Loss of appetite and weight loss- due to the body not absorbing nutrients from the food you eat when the stomach is inflamed.
Anaemia (a reduced level of red blood cells).Is more likely that anaemia occurs with blood loss or lack of food.
Diarrhoea-this is sometimes mixed with blood, mucus and pus.
Some people with IBD (Inflammatory Bowel Disease) especially Crohn’s, may develop difficulties, including:
Strictures. This is when there is ongoing inflammation and then healing in the bowel which may cause scar tissue to form. This can create a narrow section of the bowel, called a stricture.
Fistulas- abnormal channel or passageway connecting one internal organ to another, Fistulas can also connect to the outside surface of the body and are more common in people with Crohn’s Disease.
IBD can sometimes affect other parts of the body, including:
Eye inflammation. The most common eye condition affecting people with IBD is episcleritis, which affects the layer of tissue covering the sclera, the white outer coating of the eye, making it red, sore and inflamed.
Joints. Inflammation of the joints, often known as arthritis, means that fluid collects in the joint space causing painful swelling. It usually affects the large joints of the arms and legs, including the elbows, wrists, knees and ankles.
My daughter was first diagnosed with Crohn's Disease last October 2015 I knew nothing about Crohn's disease when she was diagnosed and we are still learning new things to this day.
Here is our story:-
Skye started to show signs of anxiety during her final year 6 at junior school whilst preparing for her Sats (year 6 exams). Her symptoms were a loss of appetite, hair loss, sleepwalking, depression, weight loss and panic attacks. Skye's symptoms got so severe that we decided to homeschool Skye and try to eliminate the worry that school Sats were putting on our daughter. For the first 5 months of homeschooling Skye's health improved and she managed to gain some weight and seemed to be improving. Skye worked really hard at home with her work and was a perfect student to teach.
After 8 months of homeschooling, Skye's old friends stopped contacting her as they had made new friends at senior school (high school) and were living their own new busy lives. I tried very hard to join homeschooling groups so Skye could make new friends that shared interests, but the groups were very small and there was no one Skye's age that lived locally that she could enjoy social time with.
This made Skye very depressed and all her symptoms started to come back. Skye decided that she wanted to go back to school and of course, we supported this and started to apply for schools and went on visits. We chose a local school that Skye visited, all the teachers were so lovely and offered so much support and made Skye feel very relaxed about starting school again.

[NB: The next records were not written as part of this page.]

use agelum_core::item::NewItem;
use agelum_core::store;
use agelum_core::types::ItemKind;
use agelum_core::AgelumError;
use axum::extract::{Query, State};
use axum::Json;
use serde::Deserialize;

use super::RepoQuery;
use crate::error::AppError;
use crate::state::{AppState, Topic};

// ---------------------------------------------------------------------------
// Listing
// ---------------------------------------------------------------------------

async fn list_kind(
    app: AppState,
    repo: Option<String>,
    kind: ItemKind,
) -> Result<Json<serde_json::Value>, AppError> {
    let root = app.repo_root(repo.as_deref())?;
    let result = tokio::task::spawn_blocking(move || {
        let items = store::list(&root, kind)?;
        let key = format!("{}s", kind.as_str());
        Ok::<_, AgelumError>(serde_json::json!({ key: items }))
    })
    .await
    .map_err(AppError::join)??;

    Ok(Json(result))
}

/// GET /api/tasks: `{tasks: [...]}`.
pub async fn list_tasks(
    State(app): State<AppState>,
    Query(q): Query<RepoQuery>,
) -> Result<Json<serde_json::Value>, AppError> {
    list_kind(app, q.repo, ItemKind::Task).await
}

/// GET /api/epics: `{epics: [...]}`.
pub async fn list_epics(
    State(app): State<AppState>,
    Query(q): Query<RepoQuery>,
) -> Result<Json<serde_json::Value>, AppError> {
    list_kind(app, q.repo, ItemKind::Epic).await
}

/// GET /api/ideas: `{ideas: [...]}`.
pub async fn list_ideas(
    State(app): State<AppState>,
    Query(q): Query<RepoQuery>,
) -> Result<Json<serde_json::Value>, AppError> {
    list_kind(app, q.repo, ItemKind::Idea).await
}

// ---------------------------------------------------------------------------
// Actions
// ---------------------------------------------------------------------------

/// Body of `POST /api/{tasks,epics,ideas}`. Which fields matter depends on
/// `action`.
#[derive(Debug, Deserialize)]
#[serde(rename_all = "camelCase")]
pub struct ItemActionBody {
    #[serde(default)]
    pub repo: Option<String>,
    pub action: String,
    #[serde(default)]
    pub data: Option<serde_json::Value>,
    #[serde(default, alias = "epicId", alias = "ideaId")]
    pub task_id: Option<String>,
    #[serde(default)]
    pub id: Option<String>,
    #[serde(default)]
    pub from_state: Option<String>,
    #[serde(default)]
    pub to_state: Option<String>,
    #[serde(default)]
    pub path: Option<String>,
    #[serde(default)]
    pub new_title: Option<String>,
}

#[derive(Debug, Default, Deserialize)]
#[serde(rename_all = "camelCase")]
struct ContentData {
    #[serde(default)]
    content: String,
    #[serde(default)]
    state: Option<String>,
    #[serde(default)]
    file_name: Option<String>,
}

enum ItemOp {
    Create(NewItem),
    FromContent(ContentData),
    Move { id: String, from: String, to: String },
    Rename { path: String, new_title: String },
}

fn required(value: Option<String>, what: &str) -> Result<String, AppError> {
    value
        .map(|v| v.trim().to_string())
        .filter(|v| !v.is_empty())
        .ok_or_else(|| AppError::bad_request(format!("{what} is required")))
}

fn parse_op(kind: ItemKind, body: ItemActionBody) -> Result<ItemOp, AppError> {
    let data = body.data.unwrap_or(serde_json::Value::Null);
    match body.action.as_str() {
        "create" => {
            let new: NewItem = serde_json::from_value(data)
                .map_err(|e| AppError::bad_request(format!("invalid data: {e}")))?;
            Ok(ItemOp::Create(new))
        }
        "createFromContent" if kind == ItemKind::Task => {
            let data: ContentData = serde_json::from_value(data)
                .map_err(|e| AppError::bad_request(format!("invalid data: {e}")))?;
            if data.content.trim().is_empty() {
                return Err(AppError::bad_request("content is required"));
            }
            Ok(ItemOp::FromContent(data))
        }
        "move" => Ok(ItemOp::Move {
            id: required(body.task_id.or(body.id), "id")?,
            from: required(body.from_state, "fromState")?,
            to: required(body.to_state, "toState")?,
        }),
        "rename" if kind != ItemKind::Idea => Ok(ItemOp::Rename {
            path: required(body.path, "path")?,
            new_title: required(body.new_title, "newTitle")?,
        }),
        other => Err(AppError::bad_request(format!(
            "Unknown action '{other}' for {kind}s"
        ))),
    }
}

async fn item_action(
    app: AppState,
    kind: ItemKind,
    body: ItemActionBody,
) -> Result<Json<serde_json::Value>, AppError> {
    let root = app.repo_root(body.repo.as_deref())?;
    let branch_per_task = kind == ItemKind::Task && app.load_settings()?.create_branch_per_task;
    let op = parse_op(kind, body)?;

    let result = tokio::task::spawn_blocking(move || {
        let value = match op {
            ItemOp::Create(new) => {
                let item = store::create(&root, kind, new)?;
                if branch_per_task {
                    store::create_task_branch(&root, &item.id);
                }
                serde_json::to_value(&item)?
            }
            ItemOp::FromContent(data) => {
                let created = store::create_from_content(
                    &root,
                    data.state.as_deref(),
                    data.file_name.as_deref(),
                    &data.content,
                )?;
                if branch_per_task {
                    store::create_task_branch(&root, &created.id);
                }
                serde_json::to_value(&created)?
            }
            ItemOp::Move { id, from, to } => {
                let path = store::move_item(&root, kind, &id, &from, &to)?;
                serde_json::json!({
                    "id": id,
                    "from_state": from,
                    "to_state": to,
                    "path": path,
                })
            }
            ItemOp::Rename { path, new_title } => {
                serde_json::to_value(store::rename(&root, kind, &path, &new_title)?)?
            }
        };
        Ok::<_, AgelumError>(value)
    })
    .await
    .map_err(AppError::join)??;

    app.notify(Topic::Items);
    Ok(Json(result))
}

/// POST /api/tasks: create, createFromContent, move or rename a task.
pub async fn task_action(
    State(app): State<AppState>,
    Json(body): Json<ItemActionBody>,
) -> Result<Json<serde_json::Value>, AppError> {
    item_action(app, ItemKind::Task, body).await
}

/// POST /api/epics: create, move or rename an epic.
pub async fn epic_action(
    State(app): State<AppState>,
    Json(body): Json<ItemActionBody>,
) -> Result<Json<serde_json::Value>, AppError> {
    item_action(app, ItemKind::Epic, body).await
}

/// POST /api/ideas: create or move an idea.
pub async fn idea_action(
    State(app): State<AppState>,
    Json(body): Json<ItemActionBody>,
) -> Result<Json<serde_json::Value>, AppError> {
    item_action(app, ItemKind::Idea, body).await
}
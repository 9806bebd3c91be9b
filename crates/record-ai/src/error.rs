use thiserror::Error;

#[derive(Debug, Error)]
pub enum RecordError {
    #[error("I/O error: {0}")]
    Io(#[from] std::io::Error),

    #[error("Google API key not configured")]
    MissingApiKey,

    #[error("Unknown AI backend: {0}")]
    UnknownBackend(String),

    #[error("Google AI API error: {status} {body}")]
    Api { status: u16, body: String },

    #[error("No response from Google AI API")]
    EmptyResponse,

    #[error("HTTP error: {0}")]
    Http(#[from] reqwest::Error),

    #[error("Failed to parse model output: {source}\n  output: {output}")]
    Parse {
        output: String,
        #[source]
        source: serde_json::Error,
    },

    #[error("Process error: {0}")]
    Process(String),

    #[error("{program} timed out after {secs} seconds")]
    Timeout { program: String, secs: u64 },
}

Skye started half way into year 7 and the teachers were fab, and still are to this day, Skye began to pick up, had new friends and for a couple of months, things were normal. Then it all began again, all the above symptoms came back. We got Skye a counsellor for her anxiety and we had regular visits to our doctor trying to find ways of helping. We were eventually referred to a specialist and waited for her appointment which took 3 months. In this time Skye became so ill and lost a worrying amount of weight, became anaemic, had blood in her stools and opened her bowels at least 3 times a day. It was so horrifying we tried everything to help and feared the worse.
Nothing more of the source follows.